No, it was always intended to be for my mother and father, for the whole family in fact. In New York someone described it as ‘the belongings of the deceased’, but it’s not. In 2005 when I first assembled Waste Not my mother was of course alive, and she subsequently went on to collect various other things too. So she lives on in the work.


Song Dong and Yin Xiuzhen installing Waste Not at MoMA

– This time I believe you were assisted by your older sister, and your wife, the artist Yin Xiuzhen.

Yes. Waste Not has turned into somewhat of a family effort. We continue creating it, with my parents watching over us from above. At the moment I’m actually looking for a place in Beijing to build a home that will also function as an art museum. A museum with this work on permanent display.

Art as life itself

– You seem to have had a favorable response in New York as well; have you noticed any East/West difference in how the work is received?
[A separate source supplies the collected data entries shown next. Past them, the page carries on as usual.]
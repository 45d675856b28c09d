//! Per-trader exclusive access.

use dashmap::DashMap;
use ledger_core::types::TraderId;
use std::sync::Arc;
use tokio::sync::{Mutex, OwnedMutexGuard};

/// Registry of one async mutex per trader.
///
/// Operations on the same trader are serialized; different traders never
/// contend on a shared lock.
#[derive(Clone, Default)]
pub struct TraderLocks {
    locks: Arc<DashMap<TraderId, Arc<Mutex<()>>>>,
}

impl TraderLocks {
    pub fn new() -> Self {
        Self::default()
    }

    /// Wait for exclusive access to a trader's aggregate state.
    pub async fn acquire(&self, trader_id: &TraderId) -> OwnedMutexGuard<()> {
        // Clone out of the map so no shard lock is held while waiting
        let lock = self.locks.entry(*trader_id).or_default().clone();
        lock.lock_owned().await
    }

    /// Drop the lock entry of a removed trader.
    pub fn forget(&self, trader_id: &TraderId) {
        self.locks.remove(trader_id);
    }

    /// Number of traders with a lock entry.
    pub fn len(&self) -> usize {
        self.locks.len()
    }

    pub fn is_empty(&self) -> bool {
        self.locks.is_empty()
    }
}
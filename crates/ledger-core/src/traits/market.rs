//! Market data collaborator traits.

use async_trait::async_trait;

use crate::error::{QuoteError, StoreError};
use crate::types::{Instrument, PriceSnapshot, Quote};

/// Trait for current-price oracles.
#[async_trait]
pub trait QuoteSource: Send + Sync {
    /// Get the latest quote for a symbol.
    async fn quote(&self, symbol: &str) -> Result<Quote, QuoteError>;

    /// Get the source name.
    fn name(&self) -> &str;
}

/// Read path for instruments as seen by the ledger engine.
///
/// Implementations own the price fallback policy: a returned instrument
/// always carries a usable price, even when the quote source is down.
#[async_trait]
pub trait InstrumentSource: Send + Sync {
    /// Resolve an instrument with a refreshed price.
    async fn instrument(&self, symbol: &str) -> Result<Option<Instrument>, StoreError>;

    /// Prices for `symbols` read as one consistent snapshot.
    ///
    /// Unknown symbols are absent from the result.
    async fn price_snapshot(&self, symbols: &[String]) -> Result<PriceSnapshot, StoreError>;
}
//! In-memory backend.

use std::collections::{HashMap, HashSet};
use std::sync::Arc;

use bytes::Bytes;
use minnow_types::{NodeDescriptor, NodeId};
use tokio::sync::{Mutex, RwLock};
use tracing::debug;

use crate::error::StoreError;
use crate::stream::{ObjectStream, collect_exact, stream_from_bytes};
use crate::traits::{BackendConnector, ObjectBackend};

/// In-memory backend: containers of objects behind a `RwLock<HashMap>`.
///
/// Behaves like a real node for the parts Minnow relies on: objects live in
/// containers that must exist first, and missing keys report
/// [`StoreError::NotFound`].
#[derive(Default)]
pub struct MemoryBackend {
    containers: RwLock<HashMap<String, HashMap<String, Bytes>>>,
}

impl MemoryBackend {
    /// Create an empty backend with no containers.
    pub fn new() -> Self {
        Self::default()
    }

    /// Number of objects stored in `container` (0 if it does not exist).
    pub async fn object_count(&self, container: &str) -> usize {
        let containers = self.containers.read().await;
        containers.get(container).map_or(0, HashMap::len)
    }

    /// Whether `key` is stored in `container`.
    pub async fn contains(&self, container: &str, key: &str) -> bool {
        let containers = self.containers.read().await;
        containers
            .get(container)
            .is_some_and(|objects| objects.contains_key(key))
    }

    /// Whether `container` exists.
    pub async fn has_container(&self, container: &str) -> bool {
        self.containers.read().await.contains_key(container)
    }
}

#[async_trait::async_trait]
impl ObjectBackend for MemoryBackend {
    async fn ensure_container(&self, container: &str) -> Result<bool, StoreError> {
        let mut containers = self.containers.write().await;
        if containers.contains_key(container) {
            return Ok(false);
        }
        containers.insert(container.to_string(), HashMap::new());
        debug!(container, "created container in memory");
        Ok(true)
    }

    async fn put(
        &self,
        container: &str,
        key: &str,
        body: ObjectStream,
        size: u64,
    ) -> Result<(), StoreError> {
        // Read the body before taking the lock.
        let data = collect_exact(body, size).await?;

        let mut containers = self.containers.write().await;
        let objects = containers
            .get_mut(container)
            .ok_or_else(|| StoreError::ContainerNotFound {
                container: container.to_string(),
            })?;

        debug!(container, key, size, "storing object in memory");
        objects.insert(key.to_string(), data);
        Ok(())
    }

    async fn get(&self, container: &str, key: &str) -> Result<ObjectStream, StoreError> {
        let containers = self.containers.read().await;
        let objects = containers
            .get(container)
            .ok_or_else(|| StoreError::ContainerNotFound {
                container: container.to_string(),
            })?;

        match objects.get(key) {
            Some(data) => Ok(stream_from_bytes(data.clone())),
            None => Err(StoreError::NotFound {
                container: container.to_string(),
                key: key.to_string(),
            }),
        }
    }
}

/// Connector handing out one [`MemoryBackend`] per node.
///
/// Reconnecting to the same node returns the same backend, so data survives
/// re-initialization the way it would on a real server. Nodes marked
/// unreachable fail every connection attempt.
#[derive(Default)]
pub struct MemoryConnector {
    backends: Mutex<HashMap<NodeId, Arc<MemoryBackend>>>,
    unreachable: HashSet<NodeId>,
}

impl MemoryConnector {
    /// Create a connector where every node is reachable.
    pub fn new() -> Self {
        Self::default()
    }

    /// Make connection attempts to `nodes` fail.
    pub fn with_unreachable(mut self, nodes: impl IntoIterator<Item = NodeId>) -> Self {
        self.unreachable.extend(nodes);
        self
    }

    /// The backend created for `node`, if it was ever connected.
    pub async fn backend(&self, node: &NodeId) -> Option<Arc<MemoryBackend>> {
        self.backends.lock().await.get(node).cloned()
    }
}

#[async_trait::async_trait]
impl BackendConnector for MemoryConnector {
    async fn connect(&self, node: &NodeDescriptor) -> Result<Arc<dyn ObjectBackend>, StoreError> {
        if self.unreachable.contains(&node.id) {
            return Err(StoreError::Connect {
                endpoint: node.endpoint(),
                message: "node unreachable".to_string(),
            });
        }

        let mut backends = self.backends.lock().await;
        let backend = backends
            .entry(node.id.clone())
            .or_insert_with(|| Arc::new(MemoryBackend::new()))
            .clone();
        Ok(backend)
    }
}
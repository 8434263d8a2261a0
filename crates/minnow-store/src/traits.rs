//! Core traits for backend storage.

use std::sync::Arc;

use minnow_types::NodeDescriptor;

use crate::error::StoreError;
use crate::stream::ObjectStream;

/// The capability set of one backend storage node.
///
/// All implementations must be `Send + Sync`: one handle is shared by every
/// request routed to the node.
#[async_trait::async_trait]
pub trait ObjectBackend: Send + Sync {
    /// Make sure `container` exists, creating it if absent.
    ///
    /// Returns `true` if the container was created by this call.
    async fn ensure_container(&self, container: &str) -> Result<bool, StoreError>;

    /// Store exactly `size` bytes read from `body` under `key`.
    ///
    /// A body that ends early or runs past `size` fails with
    /// [`StoreError::SizeMismatch`] (or whatever the backend reports).
    async fn put(
        &self,
        container: &str,
        key: &str,
        body: ObjectStream,
        size: u64,
    ) -> Result<(), StoreError>;

    /// Open `key` for reading.
    ///
    /// Missing objects fail with [`StoreError::NotFound`], distinct from
    /// every other failure. The returned stream holds backend resources
    /// until it is drained or dropped.
    async fn get(&self, container: &str, key: &str) -> Result<ObjectStream, StoreError>;
}

/// Builds backend handles from node descriptors.
///
/// The registry calls this once per initialization attempt; tests inject
/// connectors that fail a set number of times.
#[async_trait::async_trait]
pub trait BackendConnector: Send + Sync {
    /// Create a client handle bound to `node`.
    async fn connect(&self, node: &NodeDescriptor) -> Result<Arc<dyn ObjectBackend>, StoreError>;
}
//! Node registry for Minnow.
//!
//! The [`NodeRegistry`] owns the node set produced by discovery and a live
//! backend handle for every node that finished initialization. Nodes are
//! initialized concurrently under a [`RetryPolicy`]; a node that exhausts its
//! attempts is left [`NodeState::Failed`] without a handle, and requests
//! routed to it fail until the process is restarted.

mod error;
mod registry;
mod retry;
mod state;


pub use error::RegistryError;
pub use registry::{InitReport, NodeRegistry};
pub use retry::RetryPolicy;
pub use state::NodeState;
I imagine in both East and West there are people who will look at it with the same thoughts and emotions, but I suspect that as most Chinese live in much the same way, they’ll have a lot more in common with my mother. Take soap for example, if they look at the soap they’ll find it evoking similar emotions. People in the West tell me they were ‘moved’, but they won’t find much there very familiar to them. They tell me they want to look in a catalog and find out more about what they’re seeing.

Meanwhile the experts in New York have commented that it ‘exploded all their preconceived notions about Chinese art’. Discussions of Chinese art have to date dealt with only two viewpoints, that of politics, and the market. But China has so many good creative people doing work unrelated to either. They say my work brought this home to them.

– But while a lot of your work does indeed deal with topics like memory and history, a considerable slice of it also tackles politics, surely?

Well for me, art is life itself. To my mind ideas and thoughts are paramount, so it’s only natural that political themes will make an appearance.
Right now for example I’m working on a piece called Intelligence from Poor. In Beijing, ten or more households share traditional courtyard homes known as siheyuan. The government prohibits any extension or alteration of these houses. However, if you say you want to build a shed for your pigeons, you’ll get permission. So you start by building a pigeon shed, then a year later enlarge it and use it as a storeroom, then a few years later, alter it again so people can live in it. I’ve been researching and gathering this sort of ‘intelligence’, if you like.

I have a total of seven works on the go based on this kind of wisdom. Poor people have as much right as anyone to use their nous to make life more convenient, in fact doing so is essential for their survival. The way we live affects how we see the world, and I want to express that not in words, but through actual ways of living, or through art.

– I look forward to seeing the result. To finish, do you have a message for our readers, or for younger artists?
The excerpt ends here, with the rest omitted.